Lessons learnt

It’s been a very stressful, sobering and insightful day for me today.  And one where I learnt a valuable lesson.

I’ve always been very passive and very meek.  If someone was nasty to me I would get upset and “hide” rather than address the issue.

And even at 38 years old it’s still something I struggle with – to be direct and to speak up for myself.

Today I heard – on the grapevine – that someone had said something hurtful about me.

And I reacted a way I never have before.  I was hurt, and indignant and for the first time I wanted to say my piece.  And I did – very directly.  I contacted the person who was supposed to have said this about me, and I told them what I thought.  And immediately ended the friendship.

And in some ways I was very proud of myself for taking a stance, and for the first time ever (and I do mean ever) tackling something head on and saying a few words.

The only problem?

I was wrong.

It was apparently a case of interpretation of what was said, and not a verbatim quote by the person who overheard as I had thought.
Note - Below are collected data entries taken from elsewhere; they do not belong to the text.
use std::fmt;
use std::sync::Arc;

use alloy::primitives::Address;
use async_trait::async_trait;
use serde::{Deserialize, Serialize};
use serde_json::Value;
use thiserror::Error;

use crate::domain::{
    ContractCall, ContractVersion, CreateLockParams, LockSnapshot, PurchaseKeyParams,
    UpdateKeyPriceParams, WithdrawParams,
};

/// JSON-RPC error object as returned inside a response envelope.
#[derive(Debug, Clone, PartialEq, Serialize, Deserialize)]
pub struct RpcErrorObject {
    pub code: i64,
    pub message: String,
    #[serde(default, skip_serializing_if = "Option::is_none")]
    pub data: Option<Value>,
}

impl RpcErrorObject {
    /// Wallets and relays sometimes answer with a bare string instead of an object.
    pub fn from_value(value: &Value) -> Self {
        if let Ok(obj) = serde_json::from_value::<RpcErrorObject>(value.clone()) {
            return obj;
        }
        let message = match value {
            Value::String(s) => s.clone(),
            Value::Object(map) => map
                .get("message")
                .and_then(Value::as_str)
                .map(str::to_owned)
                .unwrap_or_else(|| value.to_string()),
            other => other.to_string(),
        };
        Self {
            code: -32000,
            message,
            data: None,
        }
    }
}

impl fmt::Display for RpcErrorObject {
    fn fmt(&self, f: &mut fmt::Formatter<'_>) -> fmt::Result {
        write!(f, "{} (code {})", self.message, self.code)
    }
}

#[derive(Debug, Clone, Error)]
pub enum TransportError {
    #[error("rpc error: {0}")]
    Rpc(RpcErrorObject),
    #[error("network failure: {0}")]
    Network(Arc<dyn std::error::Error + Send + Sync>),
    #[error("http status {0}")]
    Status(u16),
    #[error("relay channel closed")]
    ChannelClosed,
    #[error("response id mismatch: expected {expected}, got {actual:?}")]
    IdMismatch { expected: u64, actual: Option<u64> },
}

impl TransportError {
    pub fn network<E>(err: E) -> Self
    where
        E: std::error::Error + Send + Sync + 'static,
    {
        TransportError::Network(Arc::new(err))
    }
}

#[derive(Debug, Clone, Error)]
pub enum GatewayError {
    #[error("unsupported contract version: {0}")]
    UnsupportedVersion(String),
    #[error("malformed request: {0}")]
    MalformedRequest(String),
    #[error(transparent)]
    Transport(#[from] TransportError),
    #[error("wallet refused to sign: {0}")]
    Signing(RpcErrorObject),
    #[error("no wallet available")]
    NoWalletAvailable,
    #[error("provider not connected")]
    NotConnected,
    #[error("invalid response: {0}")]
    InvalidResponse(String),
    #[error("validation error: {0}")]
    Validation(String),
    #[error("configuration error: {0}")]
    Config(String),
}

#[derive(Debug, Clone, PartialEq, Serialize, Deserialize)]
pub struct JsonRpcRequest {
    pub jsonrpc: String,
    pub id: u64,
    pub method: String,
    pub params: Value,
}

impl JsonRpcRequest {
    pub fn new(id: u64, method: &str, params: Value) -> Self {
        Self {
            jsonrpc: "2.0".to_owned(),
            id,
            method: method.to_owned(),
            params,
        }
    }
}

#[derive(Debug, Clone, PartialEq, Serialize, Deserialize)]
pub struct JsonRpcResponse {
    #[serde(default)]
    pub id: Option<u64>,
    #[serde(default)]
    pub result: Option<Value>,
    #[serde(default, skip_serializing_if = "Option::is_none")]
    pub error: Option<Value>,
}

impl JsonRpcResponse {
    pub fn success(id: u64, result: Value) -> Self {
        Self {
            id: Some(id),
            result: Some(result),
            error: None,
        }
    }

    pub fn failure(id: u64, error: Value) -> Self {
        Self {
            id: Some(id),
            result: None,
            error: Some(error),
        }
    }

    /// Error object carried by the envelope, if any. `null` counts as absent.
    pub fn error_object(&self) -> Option<RpcErrorObject> {
        match &self.error {
            None | Some(Value::Null) => None,
            Some(err) => Some(RpcErrorObject::from_value(err)),
        }
    }

    pub fn into_result(self) -> Result<Value, GatewayError> {
        if let Some(err) = self.error_object() {
            return Err(TransportError::Rpc(err).into());
        }
        Ok(self.result.unwrap_or(Value::Null))
    }
}

/// Normalized calling convention every provider backend is reduced to.
#[async_trait]
pub trait RpcSender: Send + Sync {
    /// Sends one request and returns the full response envelope.
    async fn send_raw(&self, method: &str, params: Value) -> Result<JsonRpcResponse, GatewayError>;

    async fn send(&self, method: &str, params: Value) -> Result<Value, GatewayError> {
        self.send_raw(method, params).await?.into_result()
    }
}

/// Operation table every supported contract version implements.
///
/// State-changing operations only encode; the gateway owns dispatch and tracking.
#[async_trait]
pub trait LockOperations: Send + Sync {
    fn version(&self) -> ContractVersion;

    fn create_lock(
        &self,
        unlock: Address,
        from: Address,
        params: &CreateLockParams,
    ) -> Result<ContractCall, GatewayError>;

    fn purchase_key(
        &self,
        from: Address,
        params: &PurchaseKeyParams,
    ) -> Result<ContractCall, GatewayError>;

    fn withdraw_from_lock(&self, params: &WithdrawParams) -> Result<ContractCall, GatewayError>;

    fn partial_withdraw_from_lock(
        &self,
        params: &WithdrawParams,
    ) -> Result<ContractCall, GatewayError>;

    fn update_key_price(&self, params: &UpdateKeyPriceParams)
        -> Result<ContractCall, GatewayError>;

    async fn get_lock(
        &self,
        rpc: &dyn RpcSender,
        lock: Address,
    ) -> Result<LockSnapshot, GatewayError>;
}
And I’m deeply deeply ashamed.

I went against my very valued Buddhist belief of not gossiping, and of speaking with kindness and understanding.

And in the process I hurt the person I accused, as well as the person who confided in me as to what was said.

I apologised to both parties, but of course the damage has been done.

Trying to learn from it though, I realised that there’s a reason I have always acted cautiously and not lashed out like I did.  I acted without having the full story, and without giving the benefit of the doubt.  And I also broke someone’s trust (unintentionally).

I was not nasty, and at least said my piece in a civil manner.  But it was wrong regardless.

I feel sick about it still, but I feel determined to learn a valuable lesson from it, and watch my words – and mouth – more carefully.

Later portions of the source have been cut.